When closing extraction spaces, our findings agree with those of Iino et al and Gantes et al. If space closure is performed at first premolar sites with only circumscribing corticotomy cuts or with inadequate bone thinning such as partial ostectomies, the space closure can take 7 or more months to complete. This can result in total treatment times expanding to a year or longer. However, if the bone is thinned adequately in the direction of the intended tooth movement, premolar site closure can be accomplished in 3 to 4 weeks with orthopedic forces or in 6 to 8 weeks with lighter orthodontic forces. With the proper surgical technique, these space-closing cases can be routinely completed in 8 to 10 months or less. If orthopedic appliances are used for space closing or other movements, it is advisable to wait 3 to 4 weeks after surgery before activating them to allow the thinned bone to demineralize. All indications are that a coupled bone remodeling response is taking place, but with a thin layer of activated bone, the rate of demineralization will outweigh the rate of remineralization, and the demineralized bone matrix can be sustained with continued tooth movement.

Excessive root resorption does not appear to have been an issue with corticotomy-facilitated orthodontics. Because of the demineralized state of the bone during treatment and the fact that normal orthodontic forces are used, rapid movement occurs from the lack of osseous resistance and not from excessive orthodontic force. In an evaluation of maxillary central incisors, the findings of Machado et al would actually indicate a slight (1.1 mm) decrease in apical root resorption. This decrease might not be clinically significant, but at least it is reassuring to know that rapid tooth movement after corticotomy surgery will not result in increased root resorption.
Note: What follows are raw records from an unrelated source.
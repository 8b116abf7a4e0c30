use std::collections::HashMap;

use parking_lot::Mutex;

/// How a blit combines with the target.
#[derive(Debug, Copy, Clone, Eq, PartialEq, Hash)]
pub enum BlendMode {
    Replace,
    /// Source is premultiplied; used to lay the overlay over camera outputs.
    Premultiplied,
}

impl BlendMode {
    fn state(self) -> Option<wgpu::BlendState> {
        match self {
            BlendMode::Replace => None,
            BlendMode::Premultiplied => Some(wgpu::BlendState::PREMULTIPLIED_ALPHA_BLENDING),
        }
    }
}

/// Texture-to-target copies through a sampling pass, and mip chain generation.
///
/// Pipelines are created on first use per (format, blend) pair.
pub struct Blitter {
    shader: wgpu::ShaderModule,
    layout: wgpu::BindGroupLayout,
    pipeline_layout: wgpu::PipelineLayout,
    sampler: wgpu::Sampler,
    pipelines: Mutex<HashMap<(wgpu::TextureFormat, BlendMode), wgpu::RenderPipeline>>,
}

impl Blitter {
    pub fn new(device: &wgpu::Device) -> Self {
        let shader = device.create_shader_module(wgpu::ShaderModuleDescriptor {
            label: Some("lumen blit shader"),
            source: wgpu::ShaderSource::Wgsl(include_str!("shaders/blit.wgsl").into()),
        });

        let layout = device.create_bind_group_layout(&wgpu::BindGroupLayoutDescriptor {
            label: Some("lumen blit bgl"),
            entries: &[
                wgpu::BindGroupLayoutEntry {
                    binding: 0,
                    visibility: wgpu::ShaderStages::FRAGMENT,
                    ty: wgpu::BindingType::Texture {
                        sample_type: wgpu::TextureSampleType::Float { filterable: true },
                        view_dimension: wgpu::TextureViewDimension::D2,
                        multisampled: false,
                    },
                    count: None,
                },
                wgpu::BindGroupLayoutEntry {
                    binding: 1,
                    visibility: wgpu::ShaderStages::FRAGMENT,
                    ty: wgpu::BindingType::Sampler(wgpu::SamplerBindingType::Filtering),
                    count: None,
                },
            ],
        });

        let pipeline_layout = device.create_pipeline_layout(&wgpu::PipelineLayoutDescriptor {
            label: Some("lumen blit pipeline layout"),
            bind_group_layouts: &[&layout],
            immediate_size: 0,
        });

        let sampler = device.create_sampler(&wgpu::SamplerDescriptor {
            label: Some("lumen blit sampler"),
            mag_filter: wgpu::FilterMode::Linear,
            min_filter: wgpu::FilterMode::Linear,
            address_mode_u: wgpu::AddressMode::ClampToEdge,
            address_mode_v: wgpu::AddressMode::ClampToEdge,
            ..Default::default()
        });

        Self {
            shader,
            layout,
            pipeline_layout,
            sampler,
            pipelines: Mutex::new(HashMap::new()),
        }
    }

    fn pipeline(
        &self,
        device: &wgpu::Device,
        format: wgpu::TextureFormat,
        mode: BlendMode,
    ) -> wgpu::RenderPipeline {
        self.pipelines
            .lock()
            .entry((format, mode))
            .or_insert_with(|| {
                device.create_render_pipeline(&wgpu::RenderPipelineDescriptor {
                    label: Some("lumen blit pipeline"),
                    layout: Some(&self.pipeline_layout),
                    vertex: wgpu::VertexState {
                        module: &self.shader,
                        entry_point: Some("vs_main"),
                        compilation_options: Default::default(),
                        buffers: &[],
                    },
                    fragment: Some(wgpu::FragmentState {
                        module: &self.shader,
                        entry_point: Some("fs_main"),
                        compilation_options: Default::default(),
                        targets: &[Some(wgpu::ColorTargetState {
                            format,
                            blend: mode.state(),
                            write_mask: wgpu::ColorWrites::ALL,
                        })],
                    }),
                    primitive: wgpu::PrimitiveState {
                        topology: wgpu::PrimitiveTopology::TriangleList,
                        ..Default::default()
                    },
                    depth_stencil: None,
                    multisample: wgpu::MultisampleState::default(),
                    multiview_mask: None,
                    cache: None,
                })
            })
            .clone()
    }

    fn bind(&self, device: &wgpu::Device, src: &wgpu::TextureView) -> wgpu::BindGroup {
        device.create_bind_group(&wgpu::BindGroupDescriptor {
            label: Some("lumen blit bind group"),
            layout: &self.layout,
            entries: &[
                wgpu::BindGroupEntry {
                    binding: 0,
                    resource: wgpu::BindingResource::TextureView(src),
                },
                wgpu::BindGroupEntry {
                    binding: 1,
                    resource: wgpu::BindingResource::Sampler(&self.sampler),
                },
            ],
        })
    }

    /// Draws `src` stretched over `rect` (`[x, y, w, h]` in target pixels) of
    /// an open pass whose attachment has `format`.
    pub fn draw(
        &self,
        device: &wgpu::Device,
        pass: &mut wgpu::RenderPass<'_>,
        format: wgpu::TextureFormat,
        mode: BlendMode,
        src: &wgpu::TextureView,
        rect: [f32; 4],
    ) {
        let [x, y, w, h] = rect;
        if w <= 0.0 || h <= 0.0 {
            return;
        }
        let pipeline = self.pipeline(device, format, mode);
        let bind_group = self.bind(device, src);
        pass.set_viewport(x, y, w, h, 0.0, 1.0);
        pass.set_pipeline(&pipeline);
        pass.set_bind_group(0, &bind_group, &[]);
        pass.draw(0..3, 0..1);
    }

    /// Fills mip levels `1..` of `texture` by downsampling the previous level.
    pub fn generate_mipmaps(
        &self,
        device: &wgpu::Device,
        encoder: &mut wgpu::CommandEncoder,
        texture: &wgpu::Texture,
    ) {
        let mip_count = texture.mip_level_count();
        if mip_count < 2 {
            return;
        }

        let pipeline = self.pipeline(device, texture.format(), BlendMode::Replace);
        let level_view = |level: u32| {
            texture.create_view(&wgpu::TextureViewDescriptor {
                label: Some("lumen mip level"),
                dimension: Some(wgpu::TextureViewDimension::D2),
                base_mip_level: level,
                mip_level_count: Some(1),
                ..Default::default()
            })
        };

        for level in 1..mip_count {
            let src = level_view(level - 1);
            let dst = level_view(level);
            let bind_group = self.bind(device, &src);

            let mut pass = encoder.begin_render_pass(&wgpu::RenderPassDescriptor {
                label: Some("lumen mipmap pass"),
                color_attachments: &[Some(wgpu::RenderPassColorAttachment {
                    view: &dst,
                    resolve_target: None,
                    ops: wgpu::Operations {
                        load: wgpu::LoadOp::Clear(wgpu::Color::TRANSPARENT),
                        store: wgpu::StoreOp::Store,
                    },
                    depth_slice: None,
                })],
                depth_stencil_attachment: None,
                timestamp_writes: None,
                occlusion_query_set: None,
                multiview_mask: None,
            });
            pass.set_pipeline(&pipeline);
            pass.set_bind_group(0, &bind_group, &[]);
            pass.draw(0..3, 0..1);
        }
    }
}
Iino et al have additionally demonstrated decreased hyalinization of the periodontal ligament in corticotomized dogs, and it is well known that hyalinization can be a precursor to root resorption.

Rothe et al reported that patients with thinner mandibular cortices are at increased risk for dental relapse, and this could certainly be used as one argument for increasing the alveolar volume. Additionally, we suggest that increased alveolar volume could increase the probability of maintaining attachment levels, especially when there is a discrepancy involving a wide root and a narrow alveolus. It will not provide for improved attachment levels. Clinicians must also be aware that if there is preexisting bone loss from periodontal disease, corticotomy surgery becomes pocket reduction surgery, and the teeth will appear longer commensurate with the degree of preexisting bone and attachment loss regardless of whether alveolar augmentation is performed.

There are limitations to what corticotomy-facilitated orthodontics can offer. We do not represent that ankylosed teeth can be reliably moved nor can teeth be moved through devitalized bone, a situation that can occur in conjunction with long-term cortical steroid or bisphosphonate therapy. Corticotomy-facilitated tooth movement is a periodontal ligament-mediated sterile inflammatory process, so the use of nonsteroidal anti-inflammatory drugs will reduce the inflammatory response and therefore tend to counteract the regional acceleratory phenomenon effect. Since its benefits and capabilities are impressive, doctors sometimes think of periodontally accelerated osteogenic orthodontics when nothing else works. This is not a rescue technique but, rather, a tool to be used with knowledgeable thought and design.

Many surgical and nonsurgical methods and devices are being used and represented to accelerate tooth movement. Each might have its merits, but in the absence of correct surgical intervention, these can only provide a degree of the regional acceleratory phenomenon. Accelerated movements require both physiologic and morphologic issues to be addressed. However, inadequate decortication techniques do not create the robust regional acceleratory phenomenon needed for many accelerated movements, and they actually reduce the amount of bone support by the nature of the procedure. An important aspect of the periodontally accelerated osteogenic orthodontics technique, in addition to shortened treatment times, is the ability to address alveolar insufficiencies with bone augmentation to increase the likelihood of creating intact buccal and lingual plates of bone.